--- Provided information Enclosed Below ---

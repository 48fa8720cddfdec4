//! Error types for card, hand and input handling.

use thiserror::Error;

use crate::card::Card;

/// Errors that can occur when building a card.
#[derive(Debug, Clone, Copy, PartialEq, Eq, Error)]
pub enum CardError {
    /// Rank outside `1..=12`.
    #[error("rank {0} is outside 1..=12")]
    InvalidRank(u8),
    /// Rank not present in the 40-card Spanish deck.
    #[error("rank {0} is not in the Spanish deck")]
    NotInDeck(u8),
    /// Unknown suit name.
    #[error("unknown suit")]
    InvalidSuit,
}

/// Errors that can occur when building a hand.
#[derive(Debug, Clone, Copy, PartialEq, Eq, Error)]
pub enum HandError {
    /// The same card appears more than once.
    #[error("card {0} appears more than once")]
    DuplicateCard(Card),
    /// A card is not valid under the scoring options.
    #[error(transparent)]
    Card(#[from] CardError),
}

/// Errors that can occur when dealing from a deck.
#[derive(Debug, Clone, Copy, PartialEq, Eq, Error)]
pub enum DealError {
    /// Not enough cards left in the deck.
    #[error("not enough cards in the deck")]
    NotEnoughCards,
    /// The dealt cards do not form a valid hand.
    #[error(transparent)]
    Hand(#[from] HandError),
}

/// Errors that can occur while reading a hand from text input.
#[cfg(feature = "std")]
#[derive(Debug, Error)]
pub enum InputError {
    /// The input ended before all tokens were read.
    #[error("unexpected end of input while reading {0}")]
    UnexpectedEof(&'static str),
    /// A rank token is not a number.
    #[error("invalid rank {token:?}")]
    InvalidRank {
        /// The offending token.
        token: alloc::string::String,
    },
    /// A suit token does not name a suit.
    #[error("invalid suit {token:?}")]
    InvalidSuit {
        /// The offending token.
        token: alloc::string::String,
    },
    /// The cards do not form a valid hand.
    #[error(transparent)]
    Hand(#[from] HandError),
    /// Reading from the underlying stream failed.
    #[error("failed to read input")]
    Io(#[from] std::io::Error),
}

--- End of Enclosed Provided information ---

→ Exercise:
All of the material must be given again exactly.

→ Exercise output:
repository 48fa8720cddfdec4
//! Error types for card, hand and input handling.

use thiserror::Error;

use crate::card::Card;

/// Errors that can occur when building a card.
#[derive(Debug, Clone, Copy, PartialEq, Eq, Error)]
pub enum CardError {
    /// Rank outside `1..=12`.
    #[error("rank {0} is outside 1..=12")]
    InvalidRank(u8),
    /// Rank not present in the 40-card Spanish deck.
    #[error("rank {0} is not in the Spanish deck")]
    NotInDeck(u8),
    /// Unknown suit name.
    #[error("unknown suit")]
    InvalidSuit,
}

/// Errors that can occur when building a hand.
#[derive(Debug, Clone, Copy, PartialEq, Eq, Error)]
pub enum HandError {
    /// The same card appears more than once.
    #[error("card {0} appears more than once")]
    DuplicateCard(Card),
    /// A card is not valid under the scoring options.
    #[error(transparent)]
    Card(#[from] CardError),
}

/// Errors that can occur when dealing from a deck.
#[derive(Debug, Clone, Copy, PartialEq, Eq, Error)]
pub enum DealError {
    /// Not enough cards left in the deck.
    #[error("not enough cards in the deck")]
    NotEnoughCards,
    /// The dealt cards do not form a valid hand.
    #[error(transparent)]
    Hand(#[from] HandError),
}

/// Errors that can occur while reading a hand from text input.
#[cfg(feature = "std")]
#[derive(Debug, Error)]
pub enum InputError {
    /// The input ended before all tokens were read.
    #[error("unexpected end of input while reading {0}")]
    UnexpectedEof(&'static str),
    /// A rank token is not a number.
    #[error("invalid rank {token:?}")]
    InvalidRank {
        /// The offending token.
        token: alloc::string::String,
    },
    /// A suit token does not name a suit.
    #[error("invalid suit {token:?}")]
    InvalidSuit {
        /// The offending token.
        token: alloc::string::String,
    },
    /// The cards do not form a valid hand.
    #[error(transparent)]
    Hand(#[from] HandError),
    /// Reading from the underlying stream failed.
    #[error("failed to read input")]
    Io(#[from] std::io::Error),
}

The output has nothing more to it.